Die Federal Reserve (Fed) ließ ihren Leitzins unverändert bei 3,50 % bis 3,75 %, doch die Gesamtbotschaft sowohl aus der Erklärung als auch aus der Pressekonferenz von Vorsitzendem Jerome Powell tendiert eindeutig zu Geduld, anstatt auf eine bevorstehende Lockerung hinzuweisen.
Der wirtschaftliche Hintergrund bleibt insgesamt unterstützend, da die Aktivität weiterhin in solidem Tempo wächst und die Konsumausgaben stabil bleiben, während der Arbeitsmarkt sich abkühlt, aber nicht stark verschlechtert. Die Inflation scheint länger anzuhalten als erwartet. Jüngste Entwicklungen, insbesondere im Bereich Energie und Zölle, werfen einen Schraubenschlüssel in die disinflationären Bemühungen, und wir werden wahrscheinlich in naher Zukunft einen Anstieg des Preisdrucks sehen.
Die neuesten Prognosen untermauern dies, da die Inflationsprognosen nach oben angepasst wurden und es einen spürbaren Wandel unter den Entscheidungsträgern gibt, der auf weniger Zinssenkungen hindeutet, selbst wenn der mediane Pfad gleich bleibt.
Powell wiederholte diese vorsichtige Haltung und betonte, dass die Fed nicht bereit ist, die Inflation leichtfertig zu ignorieren und dass ein erneuter, überzeugender Fortschritt, insbesondere bei Gütern, erforderlich ist, bevor eine Lockerung in Betracht gezogen werden kann. Gleichzeitig betonte er, dass die Politik bereits auf neutralem Niveau oder leicht darüber liegt und dass Zinserhöhungen nicht das Basisszenario sind, was die Fed mit einer tatsächlich zweiseitigen, aber eindeutig asymmetrischen Reaktionsfunktion zurücklässt.
Zusammenfassend lässt sich sagen: Die Fed bleibt auf der Hut, signalisiert jedoch eine längere Phase höherer Zinsen, wobei die Hürde für Zinssenkungen angehoben und die Inflationsrisiken weiterhin fest im Fokus stehen.

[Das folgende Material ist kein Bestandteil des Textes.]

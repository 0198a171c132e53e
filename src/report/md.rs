use crate::types::scoring::ScoreReport;

pub fn to_markdown(report: &ScoreReport) -> String {
    let mut output = String::new();
    match &report.package {
        Some(name) => output.push_str(&format!("# Package Score: {name}\n\n")),
        None => output.push_str("# Package Score\n\n"),
    }
    output.push_str(&format!("Net score: {:.3}\n\n", report.scores.net_score));

    output.push_str("## Sub-scores\n\n");
    output.push_str("| metric | score |\n|---|---|\n");
    output.push_str(&format!(
        "| bus_factor | {:.3} |\n| responsive_maintainer | {:.3} |\n| ramp_up | {:.3} |\n| correctness | {:.3} |\n| license | {:.3} |\n\n",
        report.scores.bus_factor,
        report.scores.responsive_maintainer,
        report.scores.ramp_up,
        report.scores.correctness,
        report.scores.license
    ));

    output.push_str(&format!(
        "## Top {} Contributors ({} commits total)\n\n",
        report.top_n, report.total_commits
    ));
    if report.top_contributors.is_empty() {
        output.push_str("- none\n");
    } else {
        for contributor in &report.top_contributors {
            output.push_str(&format!(
                "- {}: {} commits ({:.1}%)\n",
                contributor.author,
                contributor.commits,
                contributor.share * 100.0
            ));
        }
    }

    output.push_str(&format!(
        "\nReference time: {}\n",
        report.reference_time.to_rfc3339()
    ));
    output
}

Die Federal Reserve (Fed) steuert die US-Geldpolitik mit zwei klaren Zielen: Preisstabilität und Vollbeschäftigung. Dabei nutzt die Notenbank Zinssätze als Hauptinstrument. Höhere Zinsen stärken den US-Dollar, da sie die USA für internationale Investoren attraktiver machen. Sinkende Zinsen hingegen schwächen den Greenback.
Die Federal Reserve (Fed) hält jährlich acht geldpolitische Sitzungen ab, bei denen das Federal Open Market Committee (FOMC) die wirtschaftliche Lage beurteilt und geldpolitische Entscheidungen trifft. Das FOMC besteht aus zwölf Mitgliedern – den sieben Mitgliedern des Gouverneursrats, dem Präsidenten der Federal Reserve Bank of New York und vier der elf übrigen regionalen Notenbankpräsidenten, die auf Jahresbasis rotieren.
In Zeiten schwerer Wirtschaftskrisen, wie etwa 2008 während der Finanzkrise, greift die Federal Reserve oft auf QE zurück. Dies bedeutet, dass die Fed massiv Anleihen kauft, um Liquidität bereitzustellen. Diese expansive Geldpolitik schwächt den Dollar, da das zusätzliche Geld die Währung verwässert und das Vertrauen der Investoren mindert.
Quantitative Straffung (QT) ist der umgekehrte Prozess von QE, bei dem die US-Notenbank aufhört, Anleihen von Finanzinstituten zu kaufen und das Kapital aus fällig werdenden Anleihen nicht reinvestiert, um neue Anleihen zu kaufen. Dies wirkt sich in der Regel positiv auf den Wert des US-Dollars aus.